## Task instructions:
Using the listing below, report each line holding the string "token".

## Records supplied:
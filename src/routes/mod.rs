pub mod auth;
pub mod bag;
pub mod error;
pub mod health;
pub mod pages;
pub mod static_files;
use crate::auth::Principal;
use crate::error::app_error::AppError;
use crate::error::json::JsonBody;
use crate::error::page::{LOGIN_PATH, PageError};
use crate::models::user::{LoginRequest, LoginResponse, RegisterRequest, RegisterResponse};
use crate::render::Pages;
use crate::service::Services;
use crate::session::{SessionData, SessionManager};
use rocket::form::Form;
use rocket::http::{CookieJar, Status};
use rocket::response::Redirect;
use rocket::response::content::RawHtml;
use rocket::serde::json::Json;
use rocket::{State, routes};
use serde_json::json;
use tracing::info;

async fn login_with(services: &Services, sessions: &SessionManager, cookies: &CookieJar<'_>, request: &LoginRequest) -> Result<Json<LoginResponse>, AppError> {
    let Some((login, password)) = request.credentials() else {
        return Err(AppError::BadRequest("Missing credentials".to_string()));
    };

    let account = services.auth.login(login, password).await?;
    sessions.start(cookies, SessionData::for_user(account.id, account.role)).await;
    info!(user_id = account.id, role = %account.role, "user logged in");

    Ok(Json(LoginResponse {
        success: true,
        role: account.role,
        redirect_url: account.role.home_path().to_string(),
    }))
}

async fn register_with(services: &Services, request: RegisterRequest) -> Result<(Status, Json<RegisterResponse>), AppError> {
    services.auth.register(request).await?;
    Ok((
        Status::Created,
        Json(RegisterResponse {
            success: true,
            message: "Registration successful. Please log in.".to_string(),
        }),
    ))
}

#[rocket::get("/login")]
pub async fn login_page(principal: Principal, pages: &State<Pages>) -> Result<RawHtml<String>, PageError> {
    Ok(pages.render("login", &json!({ "role": principal.role() }))?)
}

#[rocket::get("/register")]
pub async fn register_page(pages: &State<Pages>) -> Result<RawHtml<String>, PageError> {
    Ok(pages.render("register", &json!({}))?)
}

#[rocket::post("/login", format = "json", data = "<payload>", rank = 1)]
pub async fn login_json(
    services: &State<Services>,
    sessions: &State<SessionManager>,
    cookies: &CookieJar<'_>,
    payload: JsonBody<LoginRequest>,
) -> Result<Json<LoginResponse>, AppError> {
    login_with(services, sessions, cookies, &payload).await
}

#[rocket::post("/login", format = "form", data = "<payload>", rank = 2)]
pub async fn login_form(
    services: &State<Services>,
    sessions: &State<SessionManager>,
    cookies: &CookieJar<'_>,
    payload: Form<LoginRequest>,
) -> Result<Json<LoginResponse>, AppError> {
    login_with(services, sessions, cookies, &payload).await
}

/// Requests without a JSON or form content type are read as JSON.
#[rocket::post("/login", data = "<payload>", rank = 3)]
pub async fn login_untyped(
    services: &State<Services>,
    sessions: &State<SessionManager>,
    cookies: &CookieJar<'_>,
    payload: JsonBody<LoginRequest>,
) -> Result<Json<LoginResponse>, AppError> {
    login_with(services, sessions, cookies, &payload).await
}

#[rocket::post("/register", format = "json", data = "<payload>", rank = 1)]
pub async fn register_json(services: &State<Services>, payload: JsonBody<RegisterRequest>) -> Result<(Status, Json<RegisterResponse>), AppError> {
    register_with(services, payload.into_inner()).await
}

#[rocket::post("/register", format = "form", data = "<payload>", rank = 2)]
pub async fn register_form(services: &State<Services>, payload: Form<RegisterRequest>) -> Result<(Status, Json<RegisterResponse>), AppError> {
    register_with(services, payload.into_inner()).await
}

#[rocket::post("/register", data = "<payload>", rank = 3)]
pub async fn register_untyped(services: &State<Services>, payload: JsonBody<RegisterRequest>) -> Result<(Status, Json<RegisterResponse>), AppError> {
    register_with(services, payload.into_inner()).await
}

#[rocket::get("/logout")]
pub async fn logout(sessions: &State<SessionManager>, cookies: &CookieJar<'_>) -> Redirect {
    sessions.end(cookies).await;
    Redirect::found(LOGIN_PATH)
}

pub fn routes() -> Vec<rocket::Route> {
    routes![
        login_page,
        register_page,
        login_json,
        login_form,
        login_untyped,
        register_json,
        register_form,
        register_untyped,
        logout
    ]
}

#[cfg(test)]
mod tests {
    use crate::test_utils::{ADMIN_LOGIN, CUSTOMER_LOGIN, EMPLOYEE_LOGIN, TestApp};
    use rocket::http::{ContentType, Status};
    use serde_json::{Value, json};

    #[rocket::async_test]
    async fn login_sets_session_cookie_and_redirect_target() {
        let app = TestApp::new().await;

        for ((username, password), role, target) in [
            (ADMIN_LOGIN, "admin", "/admin"),
            (EMPLOYEE_LOGIN, "employee", "/employee"),
            (CUSTOMER_LOGIN, "customer", "/customer"),
        ] {
            let response = app
                .client
                .post("/login")
                .header(ContentType::JSON)
                .body(json!({"user_id": username, "password": password}).to_string())
                .dispatch()
                .await;
            assert_eq!(response.status(), Status::Ok);

            let set_cookie = response.headers().get_one("Set-Cookie").expect("session cookie").to_string();
            assert!(set_cookie.starts_with("sessionId="));
            assert!(set_cookie.contains("HttpOnly"));
            assert!(set_cookie.contains("Path=/"));
            assert!(set_cookie.contains("Max-Age=86400"));

            let body: Value = response.into_json().await.expect("json body");
            assert_eq!(body, json!({"success": true, "role": role, "redirectUrl": target}));
        }
    }

    #[rocket::async_test]
    async fn login_accepts_form_posts() {
        let app = TestApp::new().await;
        let (username, password) = CUSTOMER_LOGIN;

        let response = app
            .client
            .post("/login")
            .header(ContentType::Form)
            .body(format!("username={username}&password={password}"))
            .dispatch()
            .await;
        assert_eq!(response.status(), Status::Ok);

        let response = app.client.get("/api/bag").dispatch().await;
        assert_eq!(response.status(), Status::Ok);
    }

    #[rocket::async_test]
    async fn bad_or_missing_credentials() {
        let app = TestApp::new().await;

        let response = app
            .client
            .post("/login")
            .header(ContentType::JSON)
            .body(r#"{"user_id": "ada", "password": "nope"}"#)
            .dispatch()
            .await;
        assert_eq!(response.status(), Status::Unauthorized);
        assert_eq!(response.into_json::<Value>().await, Some(json!({"message": "Invalid ID or Password"})));

        let response = app.client.post("/login").header(ContentType::JSON).body(r#"{"user_id": "ada"}"#).dispatch().await;
        assert_eq!(response.status(), Status::BadRequest);
        assert_eq!(response.into_json::<Value>().await, Some(json!({"message": "Missing credentials"})));
    }

    #[rocket::async_test]
    async fn logout_clears_cookie_and_session() {
        let app = TestApp::new().await;
        let (username, password) = CUSTOMER_LOGIN;
        app.client
            .post("/login")
            .header(ContentType::JSON)
            .body(json!({"username": username, "password": password}).to_string())
            .dispatch()
            .await;
        let token = app.client.cookies().get("sessionId").map(|c| c.value().to_string()).expect("logged in");

        let response = app.client.get("/logout").dispatch().await;
        assert_eq!(response.status(), Status::Found);
        assert_eq!(response.headers().get_one("Location"), Some("/login"));
        let set_cookie = response.headers().get_one("Set-Cookie").expect("removal cookie");
        assert!(set_cookie.contains("Max-Age=0"));

        assert!(app.sessions().store().get(&token).await.is_none());
    }

    #[rocket::async_test]
    async fn register_then_conflict() {
        let app = TestApp::new().await;
        let body = json!({
            "name": "Grace Hopper",
            "email": "grace@example.com",
            "username": "grace",
            "password": "cobol-forever"
        })
        .to_string();

        let response = app.client.post("/register").header(ContentType::JSON).body(&body).dispatch().await;
        assert_eq!(response.status(), Status::Created);

        let response = app.client.post("/register").header(ContentType::JSON).body(&body).dispatch().await;
        assert_eq!(response.status(), Status::Conflict);
        assert_eq!(response.into_json::<Value>().await, Some(json!({"message": "Email already registered"})));
    }

    #[rocket::async_test]
    async fn login_without_json_content_type_is_read_as_json() {
        let (username, password) = CUSTOMER_LOGIN;
        let body = json!({"username": username, "password": password}).to_string();

        for content_type in [None, Some(ContentType::Plain)] {
            let app = TestApp::new().await;
            let request = app.client.post("/login").body(&body);
            let request = match content_type.clone() {
                Some(content_type) => request.header(content_type),
                None => request,
            };

            let response = request.dispatch().await;
            assert_eq!(response.status(), Status::Ok, "{content_type:?}");
            assert_eq!(response.content_type(), Some(ContentType::JSON));
            let body: Value = response.into_json().await.expect("json body");
            assert_eq!(body["redirectUrl"], "/customer");
        }
    }

    #[rocket::async_test]
    async fn register_without_content_type_is_read_as_json() {
        let app = TestApp::new().await;
        let body = json!({
            "name": "Alan Turing",
            "email": "alan@example.com",
            "username": "alan",
            "password": "enigma-1912"
        })
        .to_string();

        let response = app.client.post("/register").body(body).dispatch().await;
        assert_eq!(response.status(), Status::Created);
    }

    #[rocket::async_test]
    async fn body_errors_on_login_and_register_are_json() {
        let app = TestApp::new().await;

        for (path, content_type) in [("/login", Some(ContentType::JSON)), ("/login", None), ("/register", Some(ContentType::JSON))] {
            let request = app.client.post(path).body("{not json");
            let request = match content_type {
                Some(content_type) => request.header(content_type),
                None => request,
            };

            let response = request.dispatch().await;
            assert_eq!(response.status(), Status::BadRequest, "{path}");
            assert_eq!(response.content_type(), Some(ContentType::JSON), "{path}");
            assert_eq!(response.into_json::<Value>().await, Some(json!({"message": "Bad request"})));
        }

        let response = app.client.post("/register").header(ContentType::Form).body("name=Ada").dispatch().await;
        assert_eq!(response.status(), Status::UnprocessableEntity);
        assert_eq!(response.content_type(), Some(ContentType::JSON));
    }

    #[rocket::async_test]
    async fn oversized_login_is_json_413_and_closes() {
        let app = TestApp::new().await;
        let padding = "x".repeat(1_100_000);

        let response = app
            .client
            .post("/login")
            .header(ContentType::JSON)
            .body(format!(r#"{{"username": "ada", "password": "{padding}"}}"#))
            .dispatch()
            .await;
        assert_eq!(response.status(), Status::PayloadTooLarge);
        assert_eq!(response.headers().get_one("Connection"), Some("close"));
        assert_eq!(response.into_json::<Value>().await, Some(json!({"message": "Request body too large"})));
    }

    #[rocket::async_test]
    async fn login_page_renders() {
        let app = TestApp::new().await;
        let response = app.client.get("/login").dispatch().await;
        assert_eq!(response.status(), Status::Ok);
        assert_eq!(response.content_type(), Some(ContentType::HTML));
    }
}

## Response:
        let token = app.client.cookies().get("sessionId").map(|c| c.value().to_string()).expect("logged in");
        assert!(app.sessions().store().get(&token).await.is_none());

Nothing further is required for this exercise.